Татаринов повеселел, заулыбался:
— Шли из Якутского на шести торговых кочах. Против Святого Носа дунул полуденник, три унесло к Большой земле, — махнул рукой в полуночную сторону с едва видимой полоской белых гор. — Чуть стих ветер, купчишки заорали — скорей назад, пока льдами не затерло. А я им — нет! Пока не погляжу острова, назад не пойду. Два малых обошел на лодке, на один — средний, высаживался, кричал, звал людей, видел следы с аршин и пустую каменную избу. Еще бычьи копыта, во! — Развел пальцы на окружность малого походного котла. — Но торговые с кочей так вопили, что пришлось вернуться…
Судно с тремя беглыми казаками, с ватагой промышленных людей и грузом моржовых клыков с неделю простояло в индигирской протоке. Мореходы отъелись птицей и рыбой, дождались попутного ветра. Только в августе их коч обошел Святой Нос, прибыл в Янский залив и, не заходя в Нижнее янское зимовье, поспешил к устью Лены. Но Крестовая протока оказалась забитой льдом и не только она. Большими трудами мореходам удалось просечься к устью Омолоя. Там уже отстаивались три судна, два из них были казенными.
— Горелый! Ты, что ли? — не сразу узнал морехода Бугор.
— Не помолодел! Белый как лунь! — вместо приветствия ответил казак.
— В какую сторону?
— Опять на Индигирку! — с унынием ответил Андрей Горелый. — И снова нет пути. — Встрепенулся, приосанился: — Может и лучше, что на знакомую реку… Прошлый раз вы с Мишкой хорошо мне помогли.
— Нам и нынче пришлось укрываться на Индигирке, — отговорился Бугор, смущенно приняв благодарность за прошлое. — Приняли грамотки и отписки от тамошних Коськи Дуная и промышленных. Гришку Татаринова видел.
— А я везу им воеводский указ принять Колыму у Ивашки Кожина.
Эта новость Бугра не заинтересовала.
— Мишка вернулся ли? — Хлестнул себя ладонью по лысеющей макушке. — Слышал, Федьку Чукичева отправили на Гижигу. Что не тебя?
— Про Мишку ничего не знаю, а Федька нынче в чине сына боярского! — с натужной веселостью сообщил Горелый.
— Слыхал!
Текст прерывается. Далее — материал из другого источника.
//! Bag inventory: a bounded, ordered list of item stacks.

use super::generation::LootItem;
use crate::config::types::ItemDef;
use crate::core::constants::INVENTORY_SLOTS;
use serde::{Deserialize, Serialize};

#[derive(Debug, Clone, PartialEq, Eq, Serialize, Deserialize)]
pub struct ItemStack {
    pub item_id: String,
    pub quantity: u32,
}

#[derive(Debug, Clone, Default, PartialEq, Eq, Serialize, Deserialize)]
pub struct Inventory {
    slots: Vec<ItemStack>,
}

/// Outcome of inserting loot: what made it into the bags and what was left on
/// the ground because the bags were full.
#[derive(Debug, Clone, Default, PartialEq, Eq, Serialize, Deserialize)]
pub struct InsertResult {
    pub added: Vec<ItemStack>,
    pub overflow: Vec<ItemStack>,
}

impl InsertResult {
    pub fn added_quantity(&self) -> u32 {
        total_quantity(&self.added)
    }

    pub fn overflow_quantity(&self) -> u32 {
        total_quantity(&self.overflow)
    }
}

fn total_quantity<'a>(stacks: impl IntoIterator<Item = &'a ItemStack>) -> u32 {
    stacks
        .into_iter()
        .fold(0u32, |sum, s| sum.saturating_add(s.quantity))
}

impl Inventory {
    pub fn new() -> Self {
        Self::default()
    }

    pub fn slots(&self) -> &[ItemStack] {
        &self.slots
    }

    pub fn len(&self) -> usize {
        self.slots.len()
    }

    pub fn is_empty(&self) -> bool {
        self.slots.is_empty()
    }

    pub fn is_full(&self) -> bool {
        self.slots.len() >= INVENTORY_SLOTS
    }

    /// Total quantity of an item across all slots.
    pub fn count(&self, item_id: &str) -> u32 {
        total_quantity(self.slots.iter().filter(|s| s.item_id == item_id))
    }

    /// How many more of `item` would fit, topping up stacks first.
    pub fn space_for(&self, item: &ItemDef) -> u32 {
        let limit = item.stack_limit();
        let top_up: u32 = if item.stackable {
            self.slots
                .iter()
                .filter(|s| s.item_id == item.id)
                .fold(0u32, |room, s| room.saturating_add(limit.saturating_sub(s.quantity)))
        } else {
            0
        };
        let free_slots = INVENTORY_SLOTS.saturating_sub(self.slots.len()) as u32;
        top_up.saturating_add(free_slots.saturating_mul(limit))
    }

    /// Inserts `quantity` of `item`. Returns how many were placed; the rest
    /// did not fit.
    pub fn insert(&mut self, item: &ItemDef, quantity: u32) -> u32 {
        let limit = item.stack_limit();
        let mut remaining = quantity;

        if item.stackable {
            for slot in self.slots.iter_mut().filter(|s| s.item_id == item.id) {
                if remaining == 0 {
                    break;
                }
                let take = limit.saturating_sub(slot.quantity).min(remaining);
                slot.quantity += take;
                remaining -= take;
            }
        }

        while remaining > 0 && self.slots.len() < INVENTORY_SLOTS {
            let take = limit.min(remaining);
            self.slots.push(ItemStack {
                item_id: item.id.clone(),
                quantity: take,
            });
            remaining -= take;
        }

        quantity - remaining
    }

    /// Removes up to `quantity` from the slot at `index`, dropping the slot
    /// when it empties. Returns the removed stack.
    pub fn take_from_slot(&mut self, index: usize, quantity: u32) -> Option<ItemStack> {
        let slot = self.slots.get_mut(index)?;
        let taken = quantity.min(slot.quantity);
        if taken == 0 {
            return None;
        }
        slot.quantity -= taken;
        let stack = ItemStack {
            item_id: slot.item_id.clone(),
            quantity: taken,
        };
        if slot.quantity == 0 {
            self.slots.remove(index);
        }
        Some(stack)
    }

    /// Removes `quantity` of an item from wherever it sits, last slot first.
    /// Removes nothing and returns false if there isn't enough.
    pub fn remove_item(&mut self, item_id: &str, quantity: u32) -> bool {
        if self.count(item_id) < quantity {
            return false;
        }
        let mut remaining = quantity;
        for index in (0..self.slots.len()).rev() {
            if remaining == 0 {
                break;
            }
            if self.slots[index].item_id == item_id {
                let taken = self.slots[index].quantity.min(remaining);
                remaining -= taken;
                self.slots[index].quantity -= taken;
                if self.slots[index].quantity == 0 {
                    self.slots.remove(index);
                }
            }
        }
        true
    }
}

/// Adds each loot stack to the inventory: existing stacks are topped up to
/// their max, then new slots are opened while fewer than ten are in use.
/// Whatever is left is reported as overflow.
pub fn add_loot_to_inventory(inventory: &mut Inventory, loot: &[LootItem]) -> InsertResult {
    let mut result = InsertResult::default();
    for entry in loot {
        let placed = inventory.insert(&entry.item, entry.quantity);
        if placed > 0 {
            result.added.push(ItemStack {
                item_id: entry.item.id.clone(),
                quantity: placed,
            });
        }
        if placed < entry.quantity {
            result.overflow.push(ItemStack {
                item_id: entry.item.id.clone(),
                quantity: entry.quantity - placed,
            });
        }
    }
    result
}
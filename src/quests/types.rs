use crate::config::types::{QuestKind, TargetType};
use crate::core::log::LogEntry;
use crate::loot::generation::Loot;
use chrono::{DateTime, Utc};
use serde::{Deserialize, Serialize};
use thiserror::Error;
use uuid::Uuid;

/// Where a quest instance sits in its lifecycle. Turned-in, abandoned and
/// declined quests are removed from the log rather than kept in a terminal
/// state.
#[derive(Debug, Clone, Copy, PartialEq, Eq, Hash, Serialize, Deserialize)]
#[serde(rename_all = "snake_case")]
pub enum QuestStatus {
    Available,
    Active,
    Ready,
}

/// Something the player (or the world) does to a quest.
#[derive(Debug, Clone, Copy, PartialEq, Eq)]
pub enum QuestEvent {
    Accept,
    Decline,
    Complete,
    TurnIn,
    Abandon,
}

/// Result of applying an event to a status.
#[derive(Debug, Clone, Copy, PartialEq, Eq)]
pub enum Transition {
    To(QuestStatus),
    Removed,
    Invalid,
}

impl QuestStatus {
    pub fn transition(self, event: QuestEvent) -> Transition {
        use QuestEvent::*;
        use QuestStatus::*;
        match (self, event) {
            (Available, Accept) => Transition::To(Active),
            (Available, Decline) => Transition::Removed,
            (Active, Complete) => Transition::To(Ready),
            (Active, Abandon) => Transition::Removed,
            (Ready, TurnIn) => Transition::Removed,
            (Available, Complete | TurnIn | Abandon)
            | (Active, Accept | Decline | TurnIn)
            | (Ready, Accept | Decline | Complete | Abandon) => Transition::Invalid,
        }
    }

    pub fn label(&self) -> &'static str {
        match self {
            QuestStatus::Available => "available",
            QuestStatus::Active => "active",
            QuestStatus::Ready => "ready",
        }
    }
}

#[derive(Debug, Clone, PartialEq, Eq, Serialize, Deserialize)]
pub struct QuestRewards {
    pub xp: u64,
    /// Copper.
    pub currency: u64,
    pub loot_table: Option<String>,
}

#[derive(Debug, Clone, PartialEq, Eq, Serialize, Deserialize)]
pub struct QuestInstance {
    pub id: Uuid,
    pub template_id: String,
    pub kind: QuestKind,
    pub target_type: TargetType,
    /// Monster or item id that advances this quest.
    pub target: String,
    pub target_name: String,
    pub required: u32,
    pub progress: u32,
    pub status: QuestStatus,
    pub rewards: QuestRewards,
    pub title: String,
    pub description: String,
}

impl QuestInstance {
    pub fn is_complete(&self) -> bool {
        self.progress >= self.required
    }
}

/// The player's quests plus the daily turn-in counter.
#[derive(Debug, Clone, PartialEq, Eq, Serialize, Deserialize)]
pub struct QuestLog {
    pub quests: Vec<QuestInstance>,
    pub completed_today: u32,
    /// When `completed_today` next resets.
    pub next_reset: DateTime<Utc>,
}

/// What a successful turn-in grants.
#[derive(Debug, Clone, Default, PartialEq, Serialize, Deserialize)]
pub struct QuestReward {
    pub xp: u64,
    pub currency: u64,
    pub loot: Loot,
    pub log: Vec<LogEntry>,
}

#[derive(Debug, Clone, PartialEq, Eq, Error)]
pub enum QuestError {
    #[error("no quest with id {0}")]
    NotFound(Uuid),

    #[error("quest is {0}, not available")]
    NotAvailable(&'static str),

    #[error("quest is {0}, not active")]
    NotActive(&'static str),

    #[error("quest is {0}, not ready to turn in")]
    NotReady(&'static str),

    #[error("daily quest limit of {0} reached")]
    DailyLimitReached(u32),

    #[error("already on {0} quests")]
    TooManyActive(usize),

    #[error("no quest template fits level {0}")]
    NoEligibleTemplate(u32),
}
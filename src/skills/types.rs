use serde::{Deserialize, Serialize};
use std::collections::BTreeMap;
use std::fmt;
use std::str::FromStr;

/// Every trainable skill.
#[derive(Debug, Clone, Copy, PartialEq, Eq, Hash, PartialOrd, Ord, Serialize, Deserialize)]
#[serde(rename_all = "snake_case")]
pub enum SkillKind {
    OneHandSlashing,
    OneHandBlunt,
    Piercing,
    TwoHandSlashing,
    TwoHandBlunt,
    HandToHand,
    Offense,
    Defense,
    Dodge,
    Kick,
    Bash,
    Backstab,
    DoubleAttack,
}

impl SkillKind {
    pub const ALL: [SkillKind; 13] = [
        SkillKind::OneHandSlashing,
        SkillKind::OneHandBlunt,
        SkillKind::Piercing,
        SkillKind::TwoHandSlashing,
        SkillKind::TwoHandBlunt,
        SkillKind::HandToHand,
        SkillKind::Offense,
        SkillKind::Defense,
        SkillKind::Dodge,
        SkillKind::Kick,
        SkillKind::Bash,
        SkillKind::Backstab,
        SkillKind::DoubleAttack,
    ];

    /// Display name for the log.
    pub fn name(&self) -> &'static str {
        match self {
            SkillKind::OneHandSlashing => "1H Slashing",
            SkillKind::OneHandBlunt => "1H Blunt",
            SkillKind::Piercing => "Piercing",
            SkillKind::TwoHandSlashing => "2H Slashing",
            SkillKind::TwoHandBlunt => "2H Blunt",
            SkillKind::HandToHand => "Hand to Hand",
            SkillKind::Offense => "Offense",
            SkillKind::Defense => "Defense",
            SkillKind::Dodge => "Dodge",
            SkillKind::Kick => "Kick",
            SkillKind::Bash => "Bash",
            SkillKind::Backstab => "Backstab",
            SkillKind::DoubleAttack => "Double Attack",
        }
    }

    pub fn is_weapon_skill(&self) -> bool {
        matches!(
            self,
            SkillKind::OneHandSlashing
                | SkillKind::OneHandBlunt
                | SkillKind::Piercing
                | SkillKind::TwoHandSlashing
                | SkillKind::TwoHandBlunt
                | SkillKind::HandToHand
        )
    }
}

impl fmt::Display for SkillKind {
    fn fmt(&self, f: &mut fmt::Formatter<'_>) -> fmt::Result {
        f.write_str(self.name())
    }
}

impl FromStr for SkillKind {
    type Err = ();

    /// Accepts the spellings used in the skills sheet ("1hs", "1h_slashing",
    /// "one_hand_slashing", "piercing", ...).
    fn from_str(s: &str) -> Result<Self, Self::Err> {
        let key: String = s
            .trim()
            .to_ascii_lowercase()
            .chars()
            .filter(|c| c.is_ascii_alphanumeric())
            .collect();
        match key.as_str() {
            "1hs" | "1hslashing" | "onehandslashing" | "slashing" => Ok(SkillKind::OneHandSlashing),
            "1hb" | "1hblunt" | "onehandblunt" | "blunt" => Ok(SkillKind::OneHandBlunt),
            "pierce" | "piercing" | "1hp" | "1hpiercing" => Ok(SkillKind::Piercing),
            "2hs" | "2hslashing" | "twohandslashing" => Ok(SkillKind::TwoHandSlashing),
            "2hb" | "2hblunt" | "twohandblunt" => Ok(SkillKind::TwoHandBlunt),
            "h2h" | "handtohand" | "unarmed" => Ok(SkillKind::HandToHand),
            "offense" => Ok(SkillKind::Offense),
            "defense" => Ok(SkillKind::Defense),
            "dodge" => Ok(SkillKind::Dodge),
            "kick" => Ok(SkillKind::Kick),
            "bash" => Ok(SkillKind::Bash),
            "backstab" => Ok(SkillKind::Backstab),
            "doubleattack" => Ok(SkillKind::DoubleAttack),
            _ => Err(()),
        }
    }
}

/// Current value and level-derived cap of one skill.
#[derive(Debug, Clone, Copy, PartialEq, Eq, Serialize, Deserialize)]
pub struct SkillRecord {
    pub current: u32,
    pub max: u32,
}

impl SkillRecord {
    pub fn new(current: u32, max: u32) -> Self {
        Self {
            current: current.min(max),
            max,
        }
    }

    pub fn is_capped(&self) -> bool {
        self.current >= self.max
    }

    /// Sets a new cap, pulling `current` down if it now exceeds it.
    pub fn set_max(&mut self, max: u32) {
        self.max = max;
        self.current = self.current.min(max);
    }
}

/// A character's skills, keyed by kind. Skills a class cannot train are
/// simply absent.
#[derive(Debug, Clone, Default, PartialEq, Eq, Serialize, Deserialize)]
pub struct SkillSet {
    skills: BTreeMap<SkillKind, SkillRecord>,
}

impl SkillSet {
    pub fn new() -> Self {
        Self::default()
    }

    pub fn get(&self, kind: SkillKind) -> Option<&SkillRecord> {
        self.skills.get(&kind)
    }

    /// Current value, 0 for untrained skills.
    pub fn value(&self, kind: SkillKind) -> u32 {
        self.skills.get(&kind).map_or(0, |s| s.current)
    }

    pub fn has(&self, kind: SkillKind) -> bool {
        self.skills.contains_key(&kind)
    }

    pub fn insert(&mut self, kind: SkillKind, record: SkillRecord) {
        self.skills.insert(kind, record);
    }

    pub fn iter(&self) -> impl Iterator<Item = (&SkillKind, &SkillRecord)> {
        self.skills.iter()
    }

    pub fn iter_mut(&mut self) -> impl Iterator<Item = (&SkillKind, &mut SkillRecord)> {
        self.skills.iter_mut()
    }

    /// Sets a skill's current value, clamped to its cap. Unknown skills are
    /// ignored.
    pub fn set_current(&mut self, kind: SkillKind, value: u32) {
        if let Some(record) = self.skills.get_mut(&kind) {
            record.current = value.min(record.max);
        }
    }
}

/// Combat abilities that can proc during a round.
#[derive(Debug, Clone, Copy, PartialEq, Eq, Hash, PartialOrd, Ord, Serialize, Deserialize)]
#[serde(rename_all = "snake_case")]
pub enum AbilityId {
    Kick,
    Bash,
    Backstab,
    DoubleAttack,
}

impl AbilityId {
    /// Order in which abilities are tried each round; the first one that
    /// procs wins.
    pub const PRIORITY: [AbilityId; 4] = [
        AbilityId::Kick,
        AbilityId::Bash,
        AbilityId::Backstab,
        AbilityId::DoubleAttack,
    ];

    pub fn skill(&self) -> SkillKind {
        match self {
            AbilityId::Kick => SkillKind::Kick,
            AbilityId::Bash => SkillKind::Bash,
            AbilityId::Backstab => SkillKind::Backstab,
            AbilityId::DoubleAttack => SkillKind::DoubleAttack,
        }
    }

    pub fn name(&self) -> &'static str {
        self.skill().name()
    }
}

impl FromStr for AbilityId {
    type Err = ();

    fn from_str(s: &str) -> Result<Self, Self::Err> {
        match s.parse::<SkillKind>()? {
            SkillKind::Kick => Ok(AbilityId::Kick),
            SkillKind::Bash => Ok(AbilityId::Bash),
            SkillKind::Backstab => Ok(AbilityId::Backstab),
            SkillKind::DoubleAttack => Ok(AbilityId::DoubleAttack),
            _ => Err(()),
        }
    }
}

#[derive(Debug, Clone, Copy, PartialEq, Eq, Serialize, Deserialize)]
#[serde(rename_all = "snake_case")]
pub enum AbilityCategory {
    Passive,
    Active,
}

/// What an ability does when it procs. A definition carries exactly one.
#[derive(Debug, Clone, Copy, PartialEq, Serialize, Deserialize)]
#[serde(rename_all = "snake_case")]
pub enum AbilityEffect {
    /// `bonus + skill / 10` added to the hit.
    FlatBonus(i32),
    /// Weapon damage scaled by the factor.
    Multiplier(f64),
    /// A second, independent swing.
    ExtraAttack,
}

#[derive(Debug, Clone, PartialEq, Serialize, Deserialize)]
pub struct AbilityDefinition {
    pub id: AbilityId,
    pub name: String,
    pub category: AbilityCategory,
    pub stamina_cost: i32,
    /// Fraction in [0, 1].
    pub base_proc_chance: f64,
    pub effect: AbilityEffect,
    pub requires_shield: bool,
    pub requires_piercing_weapon: bool,
    /// Class ids allowed to use this ability. Empty means every class.
    pub classes: Vec<String>,
}

impl AbilityDefinition {
    pub fn usable_by_class(&self, class_id: &str) -> bool {
        self.classes.is_empty() || self.classes.iter().any(|c| c.eq_ignore_ascii_case(class_id))
    }
}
А что не ты?
— Припомнили давленый коч! — вздохнул бывший спутник Стадухина по оймяконскому походу, злей добавил: — Чины выслуживают при острогах, а не на дальних службах!
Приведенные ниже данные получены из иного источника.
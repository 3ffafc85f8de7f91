use thiserror::Error;

/// Structural problems with a config bundle. Bad content inside a well-formed
/// bundle never produces one of these; it is coerced or skipped with a
/// warning instead.
#[derive(Debug, Error)]
pub enum ConfigError {
    #[error("failed to read config bundle: {0}")]
    Io(#[from] std::io::Error),

    #[error("config bundle is not valid JSON: {0}")]
    Json(#[from] serde_json::Error),

    #[error("config bundle must be a JSON object of tables")]
    NotAnObject,

    #[error("table `{0}` must be an array of rows")]
    TableNotArray(String),
}
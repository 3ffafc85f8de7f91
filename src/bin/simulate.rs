//! Balance simulator CLI.
//!
//! Runs seeded Monte Carlo encounters against a config bundle.
//!
//! Usage:
//!   cargo run --bin simulate -- [OPTIONS]
//!
//! Examples:
//!   cargo run --bin simulate                          # Demo bundle, 100 runs
//!   cargo run --bin simulate -- -n 10 -e 500 -s 42    # Reproducible run
//!   cargo run --bin simulate -- --config game.json --camp crypt --json

use anyhow::{Context, Result};
use clap::Parser;
use idle_engine::config::ConfigStore;
use idle_engine::simulator::{run_simulation, SimConfig};
use std::path::PathBuf;
use tracing_subscriber::{layer::SubscriberExt, util::SubscriberInitExt};

const DEMO_BUNDLE: &str = include_str!("../../data/demo_config.json");

#[derive(Parser, Debug)]
#[command(name = "simulate", version, about = "Monte Carlo balance simulator")]
struct Args {
    /// Config bundle (JSON object of tables); defaults to the built-in demo
    #[arg(short, long)]
    config: Option<PathBuf>,

    /// Number of characters to simulate
    #[arg(short = 'n', long, default_value_t = 100)]
    runs: u32,

    /// Encounters per character
    #[arg(short, long, default_value_t = 200)]
    encounters: u32,

    /// RNG seed; each run uses seed + run index
    #[arg(short, long)]
    seed: Option<u64>,

    #[arg(long, default_value = "human")]
    race: String,

    #[arg(long, default_value = "warrior")]
    class: String,

    #[arg(long, default_value = "meadow_burrows")]
    camp: String,

    /// Merchant to sell to when bags fill up
    #[arg(long, default_value = "trader_jolen")]
    merchant: String,

    /// Skip quest generation and turn-ins
    #[arg(long)]
    no_quests: bool,

    /// Print the report as JSON instead of text
    #[arg(long)]
    json: bool,
}

fn main() -> Result<()> {
    tracing_subscriber::registry()
        .with(
            tracing_subscriber::EnvFilter::try_from_default_env()
                .unwrap_or_else(|_| "idle_engine=warn,simulate=info".into()),
        )
        .with(tracing_subscriber::fmt::layer().with_writer(std::io::stderr))
        .init();

    let args = Args::parse();

    let store = match &args.config {
        Some(path) => ConfigStore::from_path(path)
            .with_context(|| format!("loading config bundle {}", path.display()))?,
        None => ConfigStore::from_json_str(DEMO_BUNDLE).context("parsing built-in demo bundle")?,
    };

    let config = SimConfig {
        num_runs: args.runs,
        seed: args.seed,
        encounters: args.encounters,
        race_id: args.race,
        class_id: args.class,
        camp_id: args.camp,
        merchant_id: Some(args.merchant),
        simulate_quests: !args.no_quests,
        ..Default::default()
    };
    tracing::info!(
        runs = config.num_runs,
        encounters = config.encounters,
        seed = ?config.seed,
        "running simulation"
    );

    let report = run_simulation(&config, &store);
    if args.json {
        println!("{}", report.to_json());
    } else {
        println!("{}", report.to_text());
    }
    Ok(())
}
Почувствовав, что казак не желает говорить о себе, Бугор стал выспрашивать ленские новости.
— С тех пор как вы бежали, переменили трех воевод! — отвечал Горелый. — Пушкина и Францбекова за приставами увезли для сыска. Последнего, стольника Ивана Павловича Акинфова и дьяка Осипа Степанова мирно переменили царский стольник Михайла Семенович Лодыженский и дьяк Федор Васильевич Тонков. Нынче они правят. Ничего плохого про них не скажу.
— Ляхи, что ли?
— Бояре! — с тоской в глазах пожал плечами Андрей. — Не балует, однако, погода! — пожаловался, оглядывая низкое небо. — А Юшка Селиверстов успел, проскочил в Лену. Удачлив!
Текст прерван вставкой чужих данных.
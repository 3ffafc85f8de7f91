// Hit chance curve
pub const HIT_CHANCE_BASE: f64 = 50.0;
pub const HIT_CHANCE_MIN: f64 = 5.0;
pub const HIT_CHANCE_MAX: f64 = 95.0;
pub const HIT_SKILL_PER_DEFENDER_LEVEL: f64 = 5.0; // K1
pub const HIT_SKILL_FACTOR: f64 = 2.0; // K2
pub const HIT_LEVEL_FACTOR: f64 = 5.0; // K3

// Damage curve
pub const STRENGTH_DAMAGE_DIVISOR: i32 = 10;
pub const DAMAGE_BONUS_MIN: i32 = 0;
pub const DAMAGE_BONUS_MAX: i32 = 2;
pub const UNARMED_MIN_DAMAGE: i32 = 1;
pub const UNARMED_MAX_DAMAGE: i32 = 3;

// Armor class curve: raw * (1 - AC / (AC + C1 + level * C2))
pub const AC_MITIGATION_BASE: f64 = 100.0; // C1
pub const AC_MITIGATION_PER_LEVEL: f64 = 5.0; // C2

// XP triviality and con bands (diff = player level - monster level)
pub const XP_GREEN_THRESHOLD: i32 = 5;
pub const XP_REDUCED_THRESHOLD: i32 = 3;
pub const XP_REDUCED_MULTIPLIER: f64 = 0.5;

// XP and leveling
pub const XP_CURVE_BASE: f64 = 100.0;
pub const XP_CURVE_EXPONENT: f64 = 1.5;
pub const HP_PER_LEVEL: i32 = 10;
pub const STAMINA_PER_LEVEL: i32 = 5;
pub const HP_REGEN_PER_TICK: i32 = 2;
pub const STAMINA_REGEN_PER_TICK: i32 = 3;

// Skill caps: (level + bonus) * multiplier
pub const SKILL_CAP_LEVEL_BONUS: u32 = 1;
pub const SKILL_CAP_LEVEL_MULTIPLIER: u32 = 5;

// Skill-up tiers, keyed on current / cap
pub const SKILL_UP_TIER_THRESHOLDS: [f64; 4] = [0.95, 0.80, 0.60, 0.40];
pub const SKILL_UP_TIER_CHANCES: [f64; 5] = [0.01, 0.05, 0.15, 0.30, 0.50];

// Dodge: base + min(skill / divisor, max_bonus)
pub const DODGE_BASE_CHANCE: f64 = 0.05;
pub const DODGE_SKILL_DIVISOR: f64 = 500.0;
pub const DODGE_MAX_BONUS: f64 = 0.20;

// Ability proc: base + min(skill / divisor, cap)
pub const ABILITY_SKILL_DIVISOR: f64 = 100.0;
pub const ABILITY_SKILL_BONUS_CAP: f64 = 0.20;
pub const ABILITY_FLAT_SKILL_DIVISOR: i32 = 10;

// Loot
pub const LOOT_MAX_DEPTH: u32 = 10;
/// Table resolutions allowed for one top-level roll.
pub const LOOT_MAX_RESOLUTIONS: u32 = 1000;
pub const LOOT_DEFAULT_GROUP: u32 = 1;
pub const LOOT_NOTHING_ID: &str = "nothing";

// Inventory
pub const INVENTORY_SLOTS: usize = 10;
pub const DEFAULT_MAX_STACK: u32 = 20;

// Quests
pub const QUEST_DAILY_LIMIT: u32 = 5;
pub const MAX_ACTIVE_QUESTS: usize = 3;
pub const QUEST_TARGET_ANY: &str = "any";

// Merchants (percent of item value)
pub const MERCHANT_DEFAULT_BUY_RATE: u32 = 25;
pub const MERCHANT_DEFAULT_SELL_RATE: u32 = 100;

// Starting character stats when a race row leaves them out
pub const BASE_STRENGTH: i32 = 75;
pub const BASE_HP: i32 = 100;
pub const BASE_STAMINA: i32 = 50;
pub const BASE_ARMOR_CLASS: i32 = 10;
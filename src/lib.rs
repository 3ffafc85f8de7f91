//! Idle RPG rules engine library.
//!
//! Combat resolution, skill progression, loot generation, the quest
//! lifecycle, and merchant trades, all driven by a read-only config bundle.
//! Every random draw comes from a generator the caller passes in, so a seeded
//! generator replays a session exactly.

pub mod character;
pub mod combat;
pub mod config;
pub mod core;
pub mod economy;
pub mod loot;
pub mod quests;
pub mod simulator;
pub mod skills;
На коче казачьего десятника Горелого на Индигирку шли торговые, промышленные и служилые люди. Казаки с государевым жалованьем могли переждать зиму на службах, а промышленным и торговым сидеть на месте и проедаться накладно. Промыслов на Омолое не было, на Яне — худые. Ватага с коча Андрея Горелого хотела выбираться на Индигирку сухим путем, и Бог послал им бывальцев, прошедших всю полночную сторону Великого Камня до устья Анадыря. Торговые выспрашивали про волоки, про зверовые места на Колыме и Анадыре, приценивались к моржовым клыкам, предлагали обмен на хлеб почти по якутским ценам, а они снизились вдвое с тех пор, как рожь стали сеять по Лене и Киренге. На другом коче на смену Семену Дежневу и по его челобитной, отправленной с Данилой Филипповым, шел посланный из Якутского острога стрелецкий сотник Амос Михайлов. Одну зиму он просидел в Жиганском остроге, другую вынужденно зазимовал на Омолое. По его словам, беглый ленский казак Данилка, вернувшись с Анадыря, был встречен воеводой с царскими почестями. Амоса послали на Анадырь, а беглеца Данилку — в Москву.